*** MATERIAL FOR THIS TASK ***

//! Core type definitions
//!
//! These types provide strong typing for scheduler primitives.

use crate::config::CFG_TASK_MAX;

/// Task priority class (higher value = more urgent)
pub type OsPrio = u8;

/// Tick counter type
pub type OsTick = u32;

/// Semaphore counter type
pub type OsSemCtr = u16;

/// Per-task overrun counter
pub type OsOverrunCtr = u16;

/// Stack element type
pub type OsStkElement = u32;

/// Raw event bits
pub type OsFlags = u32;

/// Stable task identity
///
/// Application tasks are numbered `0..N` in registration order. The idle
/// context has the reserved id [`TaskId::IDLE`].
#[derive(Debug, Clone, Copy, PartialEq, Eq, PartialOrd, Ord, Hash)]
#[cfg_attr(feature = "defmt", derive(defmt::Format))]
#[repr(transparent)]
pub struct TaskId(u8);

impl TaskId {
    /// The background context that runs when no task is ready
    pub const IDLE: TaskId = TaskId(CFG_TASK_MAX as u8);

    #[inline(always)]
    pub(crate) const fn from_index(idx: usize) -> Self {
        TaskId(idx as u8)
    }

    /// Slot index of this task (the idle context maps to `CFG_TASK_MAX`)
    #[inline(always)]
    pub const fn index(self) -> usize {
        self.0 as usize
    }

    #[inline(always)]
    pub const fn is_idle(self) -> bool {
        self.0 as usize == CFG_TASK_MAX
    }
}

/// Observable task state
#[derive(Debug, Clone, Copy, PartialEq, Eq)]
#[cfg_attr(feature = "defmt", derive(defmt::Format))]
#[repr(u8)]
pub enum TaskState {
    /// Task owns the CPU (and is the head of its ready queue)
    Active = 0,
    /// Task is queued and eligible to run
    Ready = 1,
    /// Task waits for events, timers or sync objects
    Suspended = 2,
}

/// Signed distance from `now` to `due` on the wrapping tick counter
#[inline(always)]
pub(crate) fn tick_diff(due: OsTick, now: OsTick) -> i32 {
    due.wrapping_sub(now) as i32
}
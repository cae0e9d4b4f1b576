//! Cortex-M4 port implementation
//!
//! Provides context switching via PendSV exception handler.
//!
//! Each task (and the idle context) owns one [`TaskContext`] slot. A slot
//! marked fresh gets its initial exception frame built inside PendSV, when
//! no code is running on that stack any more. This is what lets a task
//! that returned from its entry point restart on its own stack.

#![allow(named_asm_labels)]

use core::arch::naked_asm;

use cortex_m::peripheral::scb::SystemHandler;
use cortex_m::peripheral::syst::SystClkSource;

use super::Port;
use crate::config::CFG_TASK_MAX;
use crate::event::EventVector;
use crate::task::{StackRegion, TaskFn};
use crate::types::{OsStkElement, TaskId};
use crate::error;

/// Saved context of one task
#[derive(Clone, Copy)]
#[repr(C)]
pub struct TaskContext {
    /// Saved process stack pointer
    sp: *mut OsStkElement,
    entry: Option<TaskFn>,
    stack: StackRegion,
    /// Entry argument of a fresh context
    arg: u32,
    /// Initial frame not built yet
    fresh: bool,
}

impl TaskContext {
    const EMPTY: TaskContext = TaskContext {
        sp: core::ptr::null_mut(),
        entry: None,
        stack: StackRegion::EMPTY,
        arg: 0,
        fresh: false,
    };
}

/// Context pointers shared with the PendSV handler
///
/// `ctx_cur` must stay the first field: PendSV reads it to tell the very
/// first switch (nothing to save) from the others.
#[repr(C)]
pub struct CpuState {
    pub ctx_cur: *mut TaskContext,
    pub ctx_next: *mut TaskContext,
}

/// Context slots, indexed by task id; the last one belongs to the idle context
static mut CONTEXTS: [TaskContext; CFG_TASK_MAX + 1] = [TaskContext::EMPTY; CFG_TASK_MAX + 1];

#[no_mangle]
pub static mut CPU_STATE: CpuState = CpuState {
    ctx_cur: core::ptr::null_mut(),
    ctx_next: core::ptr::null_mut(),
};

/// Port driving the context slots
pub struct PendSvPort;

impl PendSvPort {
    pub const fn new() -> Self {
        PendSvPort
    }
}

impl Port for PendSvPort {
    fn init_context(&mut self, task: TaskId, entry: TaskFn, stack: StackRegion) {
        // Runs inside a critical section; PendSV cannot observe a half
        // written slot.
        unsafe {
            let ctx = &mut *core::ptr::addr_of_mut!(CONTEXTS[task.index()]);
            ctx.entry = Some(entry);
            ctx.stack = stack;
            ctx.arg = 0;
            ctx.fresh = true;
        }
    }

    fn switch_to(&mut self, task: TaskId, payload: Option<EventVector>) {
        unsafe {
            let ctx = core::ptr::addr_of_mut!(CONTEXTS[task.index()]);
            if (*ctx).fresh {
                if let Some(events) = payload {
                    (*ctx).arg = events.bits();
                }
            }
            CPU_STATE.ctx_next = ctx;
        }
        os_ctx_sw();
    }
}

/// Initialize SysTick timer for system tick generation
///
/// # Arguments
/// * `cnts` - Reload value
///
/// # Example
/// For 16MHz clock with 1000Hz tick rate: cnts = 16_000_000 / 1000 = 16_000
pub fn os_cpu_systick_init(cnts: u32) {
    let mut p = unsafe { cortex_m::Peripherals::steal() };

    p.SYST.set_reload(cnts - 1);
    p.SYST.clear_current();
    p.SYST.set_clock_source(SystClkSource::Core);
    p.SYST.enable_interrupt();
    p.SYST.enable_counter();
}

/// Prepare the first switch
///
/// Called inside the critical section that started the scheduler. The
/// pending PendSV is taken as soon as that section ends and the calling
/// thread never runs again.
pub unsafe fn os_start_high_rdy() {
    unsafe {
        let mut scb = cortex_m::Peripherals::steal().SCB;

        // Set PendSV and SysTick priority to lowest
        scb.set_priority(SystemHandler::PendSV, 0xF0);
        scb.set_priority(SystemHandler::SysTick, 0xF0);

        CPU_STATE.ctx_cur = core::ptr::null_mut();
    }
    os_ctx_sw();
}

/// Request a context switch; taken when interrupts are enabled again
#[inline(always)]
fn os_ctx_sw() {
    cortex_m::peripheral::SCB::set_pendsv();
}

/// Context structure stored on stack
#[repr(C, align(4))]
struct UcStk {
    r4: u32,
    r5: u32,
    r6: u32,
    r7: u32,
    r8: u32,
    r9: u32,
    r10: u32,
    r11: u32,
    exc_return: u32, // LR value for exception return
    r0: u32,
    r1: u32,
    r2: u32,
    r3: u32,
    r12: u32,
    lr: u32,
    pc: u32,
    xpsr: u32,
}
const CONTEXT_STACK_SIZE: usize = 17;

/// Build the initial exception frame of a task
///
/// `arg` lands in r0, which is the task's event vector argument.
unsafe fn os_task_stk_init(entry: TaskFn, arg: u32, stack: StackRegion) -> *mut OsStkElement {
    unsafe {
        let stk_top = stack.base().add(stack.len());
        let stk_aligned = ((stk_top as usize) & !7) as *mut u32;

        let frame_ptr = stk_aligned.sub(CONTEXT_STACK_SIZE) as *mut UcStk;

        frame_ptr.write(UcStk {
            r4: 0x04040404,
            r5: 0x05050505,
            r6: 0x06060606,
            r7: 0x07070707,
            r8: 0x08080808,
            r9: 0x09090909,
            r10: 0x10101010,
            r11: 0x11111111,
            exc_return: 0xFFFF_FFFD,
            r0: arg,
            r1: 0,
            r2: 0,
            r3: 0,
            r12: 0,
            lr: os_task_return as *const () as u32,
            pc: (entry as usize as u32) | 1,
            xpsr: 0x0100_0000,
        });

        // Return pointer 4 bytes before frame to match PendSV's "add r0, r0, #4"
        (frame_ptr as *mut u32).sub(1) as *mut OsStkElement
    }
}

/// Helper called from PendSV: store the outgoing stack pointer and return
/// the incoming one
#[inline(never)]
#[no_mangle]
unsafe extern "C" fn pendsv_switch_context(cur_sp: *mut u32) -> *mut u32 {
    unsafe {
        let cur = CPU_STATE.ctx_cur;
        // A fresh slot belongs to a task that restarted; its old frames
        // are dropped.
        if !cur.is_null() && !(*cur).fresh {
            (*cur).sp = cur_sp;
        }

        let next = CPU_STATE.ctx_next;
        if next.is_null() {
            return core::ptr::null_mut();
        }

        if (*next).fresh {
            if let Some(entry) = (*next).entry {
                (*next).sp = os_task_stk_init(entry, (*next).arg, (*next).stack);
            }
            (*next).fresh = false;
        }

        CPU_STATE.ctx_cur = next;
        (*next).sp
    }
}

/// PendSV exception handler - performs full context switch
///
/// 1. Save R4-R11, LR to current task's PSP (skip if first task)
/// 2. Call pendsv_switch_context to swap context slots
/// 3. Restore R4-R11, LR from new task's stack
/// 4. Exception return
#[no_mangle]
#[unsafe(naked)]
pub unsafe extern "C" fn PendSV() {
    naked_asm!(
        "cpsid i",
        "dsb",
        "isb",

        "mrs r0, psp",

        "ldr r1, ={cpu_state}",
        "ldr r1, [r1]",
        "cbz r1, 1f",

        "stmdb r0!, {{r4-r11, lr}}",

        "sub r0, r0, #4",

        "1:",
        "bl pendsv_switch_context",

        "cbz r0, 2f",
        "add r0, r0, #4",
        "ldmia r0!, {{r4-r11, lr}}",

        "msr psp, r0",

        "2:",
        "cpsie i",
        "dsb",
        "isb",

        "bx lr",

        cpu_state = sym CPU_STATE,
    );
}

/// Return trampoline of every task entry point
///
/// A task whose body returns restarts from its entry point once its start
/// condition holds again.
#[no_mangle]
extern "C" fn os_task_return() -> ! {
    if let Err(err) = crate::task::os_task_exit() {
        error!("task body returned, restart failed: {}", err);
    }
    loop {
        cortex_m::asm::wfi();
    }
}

*** End of MATERIAL FOR THIS TASK ***

Could you show every line of the material that includes the string "belongs"?

ANSWER TO THIS PROBLEM:
/// Context slots, indexed by task id; the last one belongs to the idle context
        // A fresh slot belongs to a task that restarted; its old frames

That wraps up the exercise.